In this article, I build on Erving Goffman’s theory of stigma to argue that groups use public representations as de-stigmatization projects aimed at providing their point of view to a general audience. Broadly available cultural representations, such as those found in reality television series, can reflect and potentially resist the stigma attached to certain groups. Further, I argue that the content and form of these attempts to de-stigmatize are enabled or constrained by the way that the condition has been historically constructed. The nature of the stigma informs previous representations, which leads to whether a stigmatized group adopts a model of acceptance or change. Below, I discuss two responses to the bodily difference that have emerged in modern society, and then I hypothesize the way that obesity and dwarfism fit into these options.

The disability rights movement takes on disability as a civil rights issue rather than a medical problem (Paterson and Hughes, 2000). Similar to the identity politics and social movements that women, African Americans, and sexual minorities took part in during the twentieth-century, the disability rights movement sought to change cultural meanings of collective and personal identity in order to attain greater social equality.

Challenging traditional disability discourses of passivity, incompetence, dependence on charity, and medicalization, the disability rights movement advocated for disability pride, accessibility, and awareness of institutional discrimination and social prejudice (Paterson and Hughes, 2000). Disability rights advocates emphasize the way that disability is created by environmental factors that do not take into account the needs and rights of impaired people. Impairment might be based on the individual difference, but disability is produced socially due to inaccessible structures and stigma. According to the central objectives of the disability rights movement, disabled people should be free from oppression, have full citizenship and social participation, and possess a positive, non-stigmatized identity.
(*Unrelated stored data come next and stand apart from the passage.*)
//! Events published by the library itself.

use crate::core::{Configuration, PropertyChange};
use crate::events::Event;
use chrono::{DateTime, Utc};
use std::any::{Any, type_name};
use std::fmt;
use std::sync::Arc;

/// Posted by a `ConfigurationProvider` after a refresh changed the merged view.
#[derive(Debug, Clone)]
pub struct ConfigurationChanged {
    /// Snapshot version installed by the refresh
    pub version: u64,
    /// Changes relative to the previous snapshot, sorted by key
    pub changes: Vec<PropertyChange>,
    /// The configuration after the refresh
    pub configuration: Configuration,
    /// When the new snapshot was installed
    pub timestamp: DateTime<Utc>,
}

impl ConfigurationChanged {
    /// Keys touched by this change.
    pub fn changed_keys(&self) -> impl Iterator<Item = &str> {
        self.changes.iter().map(PropertyChange::key)
    }

    /// Whether `key` is among the changed keys.
    pub fn touches(&self, key: &str) -> bool {
        self.changed_keys().any(|k| k == key)
    }
}

/// Wraps an event that was posted while no listener accepted its type.
///
/// Useful for spotting misconfigured wiring; register a listener for
/// `DeadEvent` to see them.
#[derive(Clone)]
pub struct DeadEvent {
    event_type: &'static str,
    event: Arc<dyn Any + Send + Sync>,
}

impl DeadEvent {
    pub(crate) fn new<E: Event>(event: E) -> Self {
        Self {
            event_type: type_name::<E>(),
            event: Arc::new(event),
        }
    }

    /// Type name of the undelivered event.
    pub fn event_type(&self) -> &'static str {
        self.event_type
    }

    /// Borrow the undelivered event as `E`, if that is its type.
    pub fn downcast_ref<E: Event>(&self) -> Option<&E> {
        self.event.downcast_ref::<E>()
    }
}

impl fmt::Debug for DeadEvent {
    fn fmt(&self, f: &mut fmt::Formatter<'_>) -> fmt::Result {
        f.debug_struct("DeadEvent")
            .field("event_type", &self.event_type)
            .finish_non_exhaustive()
    }
}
An alternative way that the body is implicated in identity formation is through the adoption of a body project. According to Chris Shilling (2003:4): ‘‘In the affluent West, there is a tendency for the body to be seen as an entity which is in the process of becoming; a project which should be worked at and accomplished as part of an individual’s self-identity.’’1 Body projects are the ongoing processes of people shaping and maintaining their bodies through vigilant effort with the aim of self-expression and construction of self-identity. Individual responsibility for maintaining a healthy body is one focal point of body projects. Increased interest in bodybuilding, plastic surgery, and health consciousness reflect the pressure that individuals feel to be responsible for the function and appearance of their bodies (Chris Shilling, 2003). However, there are limits to one’s control over the body, as evidenced by ageing, mortality, and the difficulty that most dieters face when attempting to lose weight.

In this article, I investigate how public representations vary based on historical legacy and how cultural meanings of stigma affect a group’s adoption of identity movement or body project tenets. By examining cultural representations, I attempt to show that stigma resistance exists in the form of either identity or body projects rooted in broader cultural discourses, meanings, and social movements. Using obesity and dwarfism as case studies of bodily stigma, I ask to what extent these groups adopt a model of bodily acceptance or change. Given that dwarfism is an ascribed stigma, I expect that little people were positioned to adapt to a social model of disability as their public representations evolved from freak show performances to television as an educational platform. By contrast, I expect that obese individuals have not been incorporated into the disability rights model of bodily acceptance. Because obesity is persistently viewed as an achieved stigma and therefore a matter of individual responsibility, transformation through a body project of weight loss may be the predominant narrative in contemporary representations.